Characterization of an efficient extracellular cyanophycinase and its encoding cphEStrept. gene from Streptomyces pratensis strain YSM

Abstract

Until now, no enzymes were described that hydrolyze cyanophycin granular protein (CGP) from a species of the genus Streptomyces. An isolate able to hydrolyze CGP was identified as Streptomyces pratensis strain YSM. The CGPase from S. pratensis strain YSM had an optimum activity at 42 °C and pH 8.5, and was able to degrade CGP at a rate of 12 ± 0.3 μg/mL min. Additionally, this CGPase hydrolyzes water-soluble CGP significantly faster than water-insoluble CGP. The molecular mass of CGPase subunits from S. pratensis strain YSM as determined by SDS-PAGE was about 43 kDa, and the enzyme was entirely inhibited by serine-protease inhibitors.

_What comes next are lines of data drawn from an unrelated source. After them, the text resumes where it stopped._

// Copyright (C) 2025 SyncMyOrders Sp. z o.o.
// SPDX-License-Identifier: AGPL-3.0-or-later
//! Log consumption tracking tests.

mod common;

use common::{TestContext, random_hash, random_key};
use oracle_core::models::BroadcastKey;

#[tokio::test]
async fn test_create_consume_and_check() {
    for ctx in TestContext::all().await {
        let key = BroadcastKey::new(random_hash(), 2, 7);

        ctx.tracker.create_broadcast(&key, 100).await.unwrap();
        assert!(!ctx.tracker.was_consumed(&key).await.unwrap());

        ctx.tracker.mark_consumed(&key, 100).await.unwrap();
        assert!(ctx.tracker.was_consumed(&key).await.unwrap());
    }
}

#[tokio::test]
async fn test_mark_consumed_twice_leaves_one_row() {
    for ctx in TestContext::all().await {
        let key = random_key(0, 1);

        ctx.tracker.mark_consumed(&key, 42).await.unwrap();
        ctx.tracker.mark_consumed(&key, 42).await.unwrap();

        let rows = ctx.tracker.find_broadcasts(42, 42).await.unwrap();
        assert_eq!(rows.len(), 1, "[{}] duplicate broadcast rows", ctx.backend);
        assert_eq!(rows[0].key, key);
        assert!(rows[0].consumed);
    }
}

#[tokio::test]
async fn test_unknown_broadcast_is_not_consumed() {
    for ctx in TestContext::all().await {
        assert!(!ctx.tracker.was_consumed(&random_key(0, 1)).await.unwrap());
    }
}

#[tokio::test]
async fn test_duplicate_create_is_a_conflict() {
    for ctx in TestContext::all().await {
        let key = random_key(3, 9);
        ctx.tracker.create_broadcast(&key, 5).await.unwrap();

        let err = ctx.tracker.create_broadcast(&key, 5).await.unwrap_err();
        assert_eq!(err.error_code(), "BROADCAST_ALREADY_EXISTS");
        assert!(!err.is_not_found());

        // Another job may still receive the same log
        let other_job = BroadcastKey::new(key.block_hash, key.log_index, 10);
        ctx.tracker.create_broadcast(&other_job, 5).await.unwrap();
    }
}

#[tokio::test]
async fn test_pending_min_block_roundtrip() {
    for ctx in TestContext::all().await {
        assert_eq!(ctx.tracker.get_pending_min_block().await.unwrap(), None);

        ctx.tracker.set_pending_min_block(Some(1234)).await.unwrap();
        assert_eq!(ctx.tracker.get_pending_min_block().await.unwrap(), Some(1234));

        ctx.tracker.set_pending_min_block(Some(1200)).await.unwrap();
        assert_eq!(ctx.tracker.get_pending_min_block().await.unwrap(), Some(1200));

        ctx.tracker.set_pending_min_block(None).await.unwrap();
        assert_eq!(ctx.tracker.get_pending_min_block().await.unwrap(), None);
    }
}

#[tokio::test]
async fn test_reinitialize_lowers_watermark_and_purges() {
    for ctx in TestContext::all().await {
        ctx.tracker
            .create_broadcast(&random_key(0, 1), 50)
            .await
            .unwrap();
        ctx.tracker.set_pending_min_block(Some(80)).await.unwrap();

        assert_eq!(ctx.tracker.reinitialize().await.unwrap(), Some(50));
        assert_eq!(ctx.tracker.get_pending_min_block().await.unwrap(), Some(50));
        assert!(ctx.tracker.find_broadcasts(0, 1000).await.unwrap().is_empty());

        assert_eq!(ctx.tracker.reinitialize().await.unwrap(), Some(50));
        assert_eq!(ctx.tracker.get_pending_min_block().await.unwrap(), Some(50));
    }
}

#[tokio::test]
async fn test_reinitialize_keeps_consumed_broadcasts() {
    for ctx in TestContext::all().await {
        let consumed = random_key(0, 1);
        ctx.tracker.mark_consumed(&consumed, 10).await.unwrap();
        ctx.tracker
            .create_broadcast(&random_key(1, 1), 15)
            .await
            .unwrap();
        ctx.tracker
            .create_broadcast(&random_key(2, 2), 12)
            .await
            .unwrap();

        // No watermark yet: set to the oldest unconsumed block
        assert_eq!(ctx.tracker.reinitialize().await.unwrap(), Some(12));

        let remaining = ctx.tracker.find_broadcasts(0, 100).await.unwrap();
        assert_eq!(remaining.len(), 1);
        assert_eq!(remaining[0].key, consumed);
        assert!(ctx.tracker.was_consumed(&consumed).await.unwrap());
    }
}

#[tokio::test]
async fn test_reinitialize_without_state() {
    for ctx in TestContext::all().await {
        assert_eq!(ctx.tracker.reinitialize().await.unwrap(), None);
        assert_eq!(ctx.tracker.get_pending_min_block().await.unwrap(), None);
    }
}
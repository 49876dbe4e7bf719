// Copyright (C) 2025 SyncMyOrders Sp. z o.o.
// SPDX-License-Identifier: AGPL-3.0-or-later
//! Startup recovery.
//!
//! After a crash two kinds of work may be half done: logs that were delivered
//! but never consumed, and runs an executor left `Running`. Recovery resets
//! the log watermark so those logs are redelivered, then hands every orphaned
//! run back to the caller.

use chrono::{DateTime, Utc};
use tracing::{info, instrument};

use crate::error::CoreError;
use crate::log_tracker::LogConsumptionTracker;
use crate::models::PipelineRun;
use crate::run_store::RunStore;

/// Watermark changes decided by [`plan_watermark`].
#[derive(Debug, Clone, Copy, PartialEq, Eq)]
pub struct WatermarkPlan {
    /// New (lower) watermark to write before purging, if any.
    pub lower_to: Option<i64>,
    /// Whether unconsumed broadcasts must be deleted.
    pub purge_unconsumed: bool,
    /// Watermark after the plan is applied.
    pub watermark: Option<i64>,
}

/// Decide how to reconcile the pending watermark with unconsumed broadcasts.
///
/// With no unconsumed broadcasts the watermark is left alone. Otherwise it is
/// lowered to the oldest unconsumed block when absent or higher, and the
/// unconsumed broadcasts are purged so they can be redelivered.
pub fn plan_watermark(min_unconsumed: Option<i64>, min_pending: Option<i64>) -> WatermarkPlan {
    let Some(min_unconsumed) = min_unconsumed else {
        return WatermarkPlan {
            lower_to: None,
            purge_unconsumed: false,
            watermark: min_pending,
        };
    };

    let lower_to = match min_pending {
        Some(pending) if pending <= min_unconsumed => None,
        _ => Some(min_unconsumed),
    };

    WatermarkPlan {
        lower_to,
        purge_unconsumed: true,
        watermark: lower_to.or(min_pending),
    }
}

/// Outcome of [`recover_on_startup`].
#[derive(Debug, Clone, Copy, PartialEq, Eq)]
pub struct RecoveryReport {
    /// Chain whose watermark was reconciled.
    pub chain_id: i64,
    /// Block from which log delivery must resume, if any.
    pub watermark: Option<i64>,
    /// Number of unfinished runs handed to the callback.
    pub unfinished_runs: usize,
}

/// Reinitialize log tracking, then hand every run left `Running` before
/// `created_before` to `on_run`.
///
/// Stops at the first error returned by `on_run`.
#[instrument(skip_all, fields(chain_id = tracker.chain_id()))]
pub async fn recover_on_startup<F, E>(
    tracker: &LogConsumptionTracker,
    run_store: &RunStore,
    created_before: DateTime<Utc>,
    mut on_run: F,
) -> Result<RecoveryReport, E>
where
    F: FnMut(PipelineRun) -> Result<(), E>,
    E: From<CoreError>,
{
    let watermark = tracker.reinitialize().await?;

    let mut unfinished_runs = 0usize;
    run_store
        .get_unfinished_runs(created_before, |run| {
            unfinished_runs += 1;
            on_run(run)
        })
        .await?;

    info!(
        watermark = ?watermark,
        unfinished_runs,
        "Startup recovery completed"
    );

    Ok(RecoveryReport {
        chain_id: tracker.chain_id(),
        watermark,
        unfinished_runs,
    })
}
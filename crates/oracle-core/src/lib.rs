// Copyright (C) 2025 SyncMyOrders Sp. z o.o.
// SPDX-License-Identifier: AGPL-3.0-or-later
//! Oracle Core - Pipeline Run and Log Consumption Persistence
//!
//! This crate is the persistence core of an oracle node. It stores pipeline
//! runs so that executions which suspend on asynchronous tasks survive
//! restarts, and it tracks which chain logs each job has consumed so that
//! at-least-once delivery never triggers a job twice.
//!
//! # Architecture
//!
//! ```text
//! ┌──────────────────────────┐        ┌──────────────────────────┐
//! │   Task-graph executor    │        │   Chain-log collaborator │
//! │ (runs, async callbacks)  │        │ (logs, reorg detection)  │
//! └──────────────────────────┘        └──────────────────────────┘
//!              │                                   │
//!              ▼                                   ▼
//! ┌──────────────────────────┐        ┌──────────────────────────┐
//! │        RunStore          │        │  LogConsumptionTracker   │
//! │  specs, runs, task runs  │        │  broadcasts, watermark   │
//! └──────────────────────────┘        └──────────────────────────┘
//!              │      ▲                     ▲      │
//!              │      └──── recovery ───────┘      │
//!              ▼                                   ▼
//! ┌─────────────────────────────────────────────────────────────┐
//! │     RunPersistence / BroadcastPersistence (async traits)    │
//! │        PostgresPersistence          SqlitePersistence       │
//! └─────────────────────────────────────────────────────────────┘
//! ```
//!
//! # Run lifecycle
//!
//! | State | Meaning |
//! |-------|---------|
//! | `Running` | An executor is working on the run |
//! | `Suspended` | Waiting on an asynchronous task result |
//! | `Completed` | Terminal; carries outputs and errors |
//!
//! `Running → Suspended` happens in [`RunStore::store_run`] unless a result
//! was posted concurrently, in which case the executor is told to restart.
//! `Suspended → Running` happens in [`RunStore::update_task_run_result`],
//! which tells the callback to resume the run.
//!
//! # Startup
//!
//! [`recovery::recover_on_startup`] reinitializes the log watermark for the
//! configured chain and hands every run left `Running` back to the caller.
//!
//! # Configuration
//!
//! The `oracle-core` binary reads `ORACLE_DATABASE_URL`, `ORACLE_EVM_CHAIN_ID`
//! and `ORACLE_DB_MAX_CONNECTIONS` (see [`config::Config`]) plus the
//! `ORACLE_RUN_RETENTION_*` variables (see
//! [`retention_worker::RetentionWorkerConfig`]).

#![deny(missing_docs)]

/// Configuration loaded from environment variables.
pub mod config;

/// Error types with stable error codes.
pub mod error;

/// Log consumption tracking scoped to one chain.
pub mod log_tracker;

/// Embedded database migrations.
pub mod migrations;

/// Domain types for runs, task runs and log broadcasts.
pub mod models;

/// Persistence traits and PostgreSQL/SQLite backends.
pub mod persistence;

/// Startup recovery and watermark reconciliation.
pub mod recovery;

/// Background deletion of old finished runs.
pub mod retention_worker;

/// Pipeline run storage and the suspend/resume handshake.
pub mod run_store;

pub use error::{CoreError, Result};
pub use log_tracker::LogConsumptionTracker;
pub use models::{
    BlockHash, BroadcastKey, CompletionRecord, LogBroadcast, PipelineRun, PipelineSpec, RunState,
    TaskResult, TaskRun,
};
pub use persistence::{
    BroadcastPersistence, PostgresPersistence, RunPersistence, SqlitePersistence,
    TaskResultUpdate,
};
pub use run_store::{RunStore, UnfinishedRuns};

The CGPase coding gene (cphEStrept.) was amplified from genomic DNA using primers designed form consensus sequence of putative CGPase sequences. The cphEStrept. was 1427 bp encoding a CGPase of 420 amino acids that showed about 44% and 22% similarities to CGPase from Pseudomonas anguilliseptica BI and Synechocystis sp. PCC 6803, respectively. The catalytic triad and serine-protease residues (GXSXG) were identified in the CphEStrept. sequence. Dipeptides and tetrapeptides were identified as hydrolysis products. Biotechnological exploitation of S. pratensis strain YSM for CGPase production might have an advantage due to the reduction of separation costs and its ability to degrade CGP in phosphate buffer saline using actively growing or resting cells.